[Start of section]
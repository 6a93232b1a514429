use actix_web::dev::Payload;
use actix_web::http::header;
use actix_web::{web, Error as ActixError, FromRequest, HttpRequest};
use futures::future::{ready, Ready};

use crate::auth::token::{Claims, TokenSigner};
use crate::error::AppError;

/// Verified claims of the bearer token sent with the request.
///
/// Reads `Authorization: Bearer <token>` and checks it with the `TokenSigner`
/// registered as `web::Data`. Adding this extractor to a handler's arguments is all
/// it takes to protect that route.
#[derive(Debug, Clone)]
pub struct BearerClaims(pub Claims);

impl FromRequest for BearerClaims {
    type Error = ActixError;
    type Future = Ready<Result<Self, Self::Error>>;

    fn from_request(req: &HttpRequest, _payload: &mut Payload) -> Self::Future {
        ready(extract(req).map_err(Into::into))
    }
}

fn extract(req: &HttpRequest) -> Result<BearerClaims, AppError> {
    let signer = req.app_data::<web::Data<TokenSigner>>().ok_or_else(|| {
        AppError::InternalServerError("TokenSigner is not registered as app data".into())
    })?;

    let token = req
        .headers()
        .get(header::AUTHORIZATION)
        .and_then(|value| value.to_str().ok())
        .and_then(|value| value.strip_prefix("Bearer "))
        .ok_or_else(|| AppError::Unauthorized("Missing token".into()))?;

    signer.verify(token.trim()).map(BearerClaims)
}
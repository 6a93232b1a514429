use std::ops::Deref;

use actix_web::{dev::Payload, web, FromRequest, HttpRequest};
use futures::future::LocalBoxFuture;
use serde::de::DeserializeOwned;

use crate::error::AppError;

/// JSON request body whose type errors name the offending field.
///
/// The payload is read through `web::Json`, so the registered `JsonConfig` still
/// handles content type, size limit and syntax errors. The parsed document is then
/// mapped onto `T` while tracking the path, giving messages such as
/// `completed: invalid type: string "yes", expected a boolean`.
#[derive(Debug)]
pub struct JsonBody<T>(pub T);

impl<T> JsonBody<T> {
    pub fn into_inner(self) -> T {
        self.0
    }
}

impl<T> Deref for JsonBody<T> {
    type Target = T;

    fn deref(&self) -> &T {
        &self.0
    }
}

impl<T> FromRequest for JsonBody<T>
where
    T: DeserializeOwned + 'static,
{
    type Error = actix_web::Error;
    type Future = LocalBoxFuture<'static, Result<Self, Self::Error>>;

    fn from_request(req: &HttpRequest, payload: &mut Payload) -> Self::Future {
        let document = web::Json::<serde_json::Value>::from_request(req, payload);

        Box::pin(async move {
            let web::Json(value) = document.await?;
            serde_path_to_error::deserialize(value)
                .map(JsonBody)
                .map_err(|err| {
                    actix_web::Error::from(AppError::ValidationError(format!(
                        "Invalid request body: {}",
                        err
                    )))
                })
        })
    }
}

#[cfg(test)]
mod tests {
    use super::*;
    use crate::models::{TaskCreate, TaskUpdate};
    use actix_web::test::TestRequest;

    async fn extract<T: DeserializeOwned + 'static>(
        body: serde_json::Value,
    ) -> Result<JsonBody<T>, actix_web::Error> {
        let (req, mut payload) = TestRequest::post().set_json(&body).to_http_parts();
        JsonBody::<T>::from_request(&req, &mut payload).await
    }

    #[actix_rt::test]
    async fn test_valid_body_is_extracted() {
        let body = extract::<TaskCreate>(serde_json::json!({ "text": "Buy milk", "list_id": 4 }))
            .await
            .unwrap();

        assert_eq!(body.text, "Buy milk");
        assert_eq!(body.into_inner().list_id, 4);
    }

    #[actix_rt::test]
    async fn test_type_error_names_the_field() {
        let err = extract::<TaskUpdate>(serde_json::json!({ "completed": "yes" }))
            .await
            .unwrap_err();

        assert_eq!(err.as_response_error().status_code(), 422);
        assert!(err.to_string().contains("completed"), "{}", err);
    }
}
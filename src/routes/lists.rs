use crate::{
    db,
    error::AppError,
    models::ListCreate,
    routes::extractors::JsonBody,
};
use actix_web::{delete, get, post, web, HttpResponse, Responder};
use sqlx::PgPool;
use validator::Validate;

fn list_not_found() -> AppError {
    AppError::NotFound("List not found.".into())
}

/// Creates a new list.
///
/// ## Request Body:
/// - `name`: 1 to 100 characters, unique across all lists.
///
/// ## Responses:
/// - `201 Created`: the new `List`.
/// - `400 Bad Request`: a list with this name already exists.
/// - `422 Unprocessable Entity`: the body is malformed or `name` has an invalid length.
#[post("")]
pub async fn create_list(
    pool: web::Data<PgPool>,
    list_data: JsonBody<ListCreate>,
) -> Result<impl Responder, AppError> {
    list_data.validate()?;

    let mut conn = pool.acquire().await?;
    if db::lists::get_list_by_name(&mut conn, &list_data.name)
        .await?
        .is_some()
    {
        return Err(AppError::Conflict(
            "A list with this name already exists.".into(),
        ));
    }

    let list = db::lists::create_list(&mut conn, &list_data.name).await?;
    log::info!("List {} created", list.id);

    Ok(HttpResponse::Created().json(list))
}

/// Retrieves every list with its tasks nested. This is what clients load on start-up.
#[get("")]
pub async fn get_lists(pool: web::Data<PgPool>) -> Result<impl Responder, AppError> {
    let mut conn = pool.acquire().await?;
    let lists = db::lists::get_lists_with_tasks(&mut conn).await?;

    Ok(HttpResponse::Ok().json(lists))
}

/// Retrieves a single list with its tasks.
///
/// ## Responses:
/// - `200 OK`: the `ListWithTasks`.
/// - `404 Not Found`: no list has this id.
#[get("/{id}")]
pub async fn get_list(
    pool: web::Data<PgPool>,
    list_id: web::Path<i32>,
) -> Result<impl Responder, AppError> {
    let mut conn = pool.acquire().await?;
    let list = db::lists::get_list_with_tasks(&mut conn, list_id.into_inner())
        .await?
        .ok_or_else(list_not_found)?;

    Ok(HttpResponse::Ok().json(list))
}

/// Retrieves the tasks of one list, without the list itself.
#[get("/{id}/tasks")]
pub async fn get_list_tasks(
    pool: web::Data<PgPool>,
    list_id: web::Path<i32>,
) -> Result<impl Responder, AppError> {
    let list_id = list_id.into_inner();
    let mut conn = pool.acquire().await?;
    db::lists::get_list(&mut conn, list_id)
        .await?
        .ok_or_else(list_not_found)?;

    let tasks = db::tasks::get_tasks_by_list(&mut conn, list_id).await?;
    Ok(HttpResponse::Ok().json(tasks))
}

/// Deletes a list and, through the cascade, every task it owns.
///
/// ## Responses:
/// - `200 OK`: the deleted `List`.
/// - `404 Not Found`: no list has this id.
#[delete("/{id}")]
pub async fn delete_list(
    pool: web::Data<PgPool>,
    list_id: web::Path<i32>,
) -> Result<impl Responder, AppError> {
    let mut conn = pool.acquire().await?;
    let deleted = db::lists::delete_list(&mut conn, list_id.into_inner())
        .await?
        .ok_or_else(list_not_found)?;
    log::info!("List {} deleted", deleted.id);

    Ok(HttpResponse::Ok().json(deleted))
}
[End of section]
**Directions**:
The records shown above are to be retyped exactly, with none omitted.

**Answer section**:
repository 6a93232b1a514429
use actix_web::dev::Payload;
use actix_web::http::header;
use actix_web::{web, Error as ActixError, FromRequest, HttpRequest};
use futures::future::{ready, Ready};

use crate::auth::token::{Claims, TokenSigner};
use crate::error::AppError;

/// Verified claims of the bearer token sent with the request.
///
/// Reads `Authorization: Bearer <token>` and checks it with the `TokenSigner`
/// registered as `web::Data`. Adding this extractor to a handler's arguments is all
/// it takes to protect that route.
#[derive(Debug, Clone)]
pub struct BearerClaims(pub Claims);

impl FromRequest for BearerClaims {
    type Error = ActixError;
    type Future = Ready<Result<Self, Self::Error>>;

    fn from_request(req: &HttpRequest, _payload: &mut Payload) -> Self::Future {
        ready(extract(req).map_err(Into::into))
    }
}

fn extract(req: &HttpRequest) -> Result<BearerClaims, AppError> {
    let signer = req.app_data::<web::Data<TokenSigner>>().ok_or_else(|| {
        AppError::InternalServerError("TokenSigner is not registered as app data".into())
    })?;

    let token = req
        .headers()
        .get(header::AUTHORIZATION)
        .and_then(|value| value.to_str().ok())
        .and_then(|value| value.strip_prefix("Bearer "))
        .ok_or_else(|| AppError::Unauthorized("Missing token".into()))?;

    signer.verify(token.trim()).map(BearerClaims)
}
repository 6a93232b1a514429
use std::ops::Deref;

use actix_web::{dev::Payload, web, FromRequest, HttpRequest};
use futures::future::LocalBoxFuture;
use serde::de::DeserializeOwned;

use crate::error::AppError;

/// JSON request body whose type errors name the offending field.
///
/// The payload is read through `web::Json`, so the registered `JsonConfig` still
/// handles content type, size limit and syntax errors. The parsed document is then
/// mapped onto `T` while tracking the path, giving messages such as
/// `completed: invalid type: string "yes", expected a boolean`.
#[derive(Debug)]
pub struct JsonBody<T>(pub T);

impl<T> JsonBody<T> {
    pub fn into_inner(self) -> T {
        self.0
    }
}

impl<T> Deref for JsonBody<T> {
    type Target = T;

    fn deref(&self) -> &T {
        &self.0
    }
}

impl<T> FromRequest for JsonBody<T>
where
    T: DeserializeOwned + 'static,
{
    type Error = actix_web::Error;
    type Future = LocalBoxFuture<'static, Result<Self, Self::Error>>;

    fn from_request(req: &HttpRequest, payload: &mut Payload) -> Self::Future {
        let document = web::Json::<serde_json::Value>::from_request(req, payload);

        Box::pin(async move {
            let web::Json(value) = document.await?;
            serde_path_to_error::deserialize(value)
                .map(JsonBody)
                .map_err(|err| {
                    actix_web::Error::from(AppError::ValidationError(format!(
                        "Invalid request body: {}",
                        err
                    )))
                })
        })
    }
}

#[cfg(test)]
mod tests {
    use super::*;
    use crate::models::{TaskCreate, TaskUpdate};
    use actix_web::test::TestRequest;

    async fn extract<T: DeserializeOwned + 'static>(
        body: serde_json::Value,
    ) -> Result<JsonBody<T>, actix_web::Error> {
        let (req, mut payload) = TestRequest::post().set_json(&body).to_http_parts();
        JsonBody::<T>::from_request(&req, &mut payload).await
    }

    #[actix_rt::test]
    async fn test_valid_body_is_extracted() {
        let body = extract::<TaskCreate>(serde_json::json!({ "text": "Buy milk", "list_id": 4 }))
            .await
            .unwrap();

        assert_eq!(body.text, "Buy milk");
        assert_eq!(body.into_inner().list_id, 4);
    }

    #[actix_rt::test]
    async fn test_type_error_names_the_field() {
        let err = extract::<TaskUpdate>(serde_json::json!({ "completed": "yes" }))
            .await
            .unwrap_err();

        assert_eq!(err.as_response_error().status_code(), 422);
        assert!(err.to_string().contains("completed"), "{}", err);
    }
}
filename src/routes/lists.rs
use crate::{
    db,
    error::AppError,
    models::ListCreate,
    routes::extractors::JsonBody,
};
use actix_web::{delete, get, post, web, HttpResponse, Responder};
use sqlx::PgPool;
use validator::Validate;

fn list_not_found() -> AppError {
    AppError::NotFound("List not found.".into())
}

/// Creates a new list.
///
/// ## Request Body:
/// - `name`: 1 to 100 characters, unique across all lists.
///
/// ## Responses:
/// - `201 Created`: the new `List`.
/// - `400 Bad Request`: a list with this name already exists.
/// - `422 Unprocessable Entity`: the body is malformed or `name` has an invalid length.
#[post("")]
pub async fn create_list(
    pool: web::Data<PgPool>,
    list_data: JsonBody<ListCreate>,
) -> Result<impl Responder, AppError> {
    list_data.validate()?;

    let mut conn = pool.acquire().await?;
    if db::lists::get_list_by_name(&mut conn, &list_data.name)
        .await?
        .is_some()
    {
        return Err(AppError::Conflict(
            "A list with this name already exists.".into(),
        ));
    }

    let list = db::lists::create_list(&mut conn, &list_data.name).await?;
    log::info!("List {} created", list.id);

    Ok(HttpResponse::Created().json(list))
}

/// Retrieves every list with its tasks nested. This is what clients load on start-up.
#[get("")]
pub async fn get_lists(pool: web::Data<PgPool>) -> Result<impl Responder, AppError> {
    let mut conn = pool.acquire().await?;
    let lists = db::lists::get_lists_with_tasks(&mut conn).await?;

    Ok(HttpResponse::Ok().json(lists))
}

/// Retrieves a single list with its tasks.
///
/// ## Responses:
/// - `200 OK`: the `ListWithTasks`.
/// - `404 Not Found`: no list has this id.
#[get("/{id}")]
pub async fn get_list(
    pool: web::Data<PgPool>,
    list_id: web::Path<i32>,
) -> Result<impl Responder, AppError> {
    let mut conn = pool.acquire().await?;
    let list = db::lists::get_list_with_tasks(&mut conn, list_id.into_inner())
        .await?
        .ok_or_else(list_not_found)?;

    Ok(HttpResponse::Ok().json(list))
}

/// Retrieves the tasks of one list, without the list itself.
#[get("/{id}/tasks")]
pub async fn get_list_tasks(
    pool: web::Data<PgPool>,
    list_id: web::Path<i32>,
) -> Result<impl Responder, AppError> {
    let list_id = list_id.into_inner();
    let mut conn = pool.acquire().await?;
    db::lists::get_list(&mut conn, list_id)
        .await?
        .ok_or_else(list_not_found)?;

    let tasks = db::tasks::get_tasks_by_list(&mut conn, list_id).await?;
    Ok(HttpResponse::Ok().json(tasks))
}

/// Deletes a list and, through the cascade, every task it owns.
///
/// ## Responses:
/// - `200 OK`: the deleted `List`.
/// - `404 Not Found`: no list has this id.
#[delete("/{id}")]
pub async fn delete_list(
    pool: web::Data<PgPool>,
    list_id: web::Path<i32>,
) -> Result<impl Responder, AppError> {
    let mut conn = pool.acquire().await?;
    let deleted = db::lists::delete_list(&mut conn, list_id.into_inner())
        .await?
        .ok_or_else(list_not_found)?;
    log::info!("List {} deleted", deleted.id);

    Ok(HttpResponse::Ok().json(deleted))
}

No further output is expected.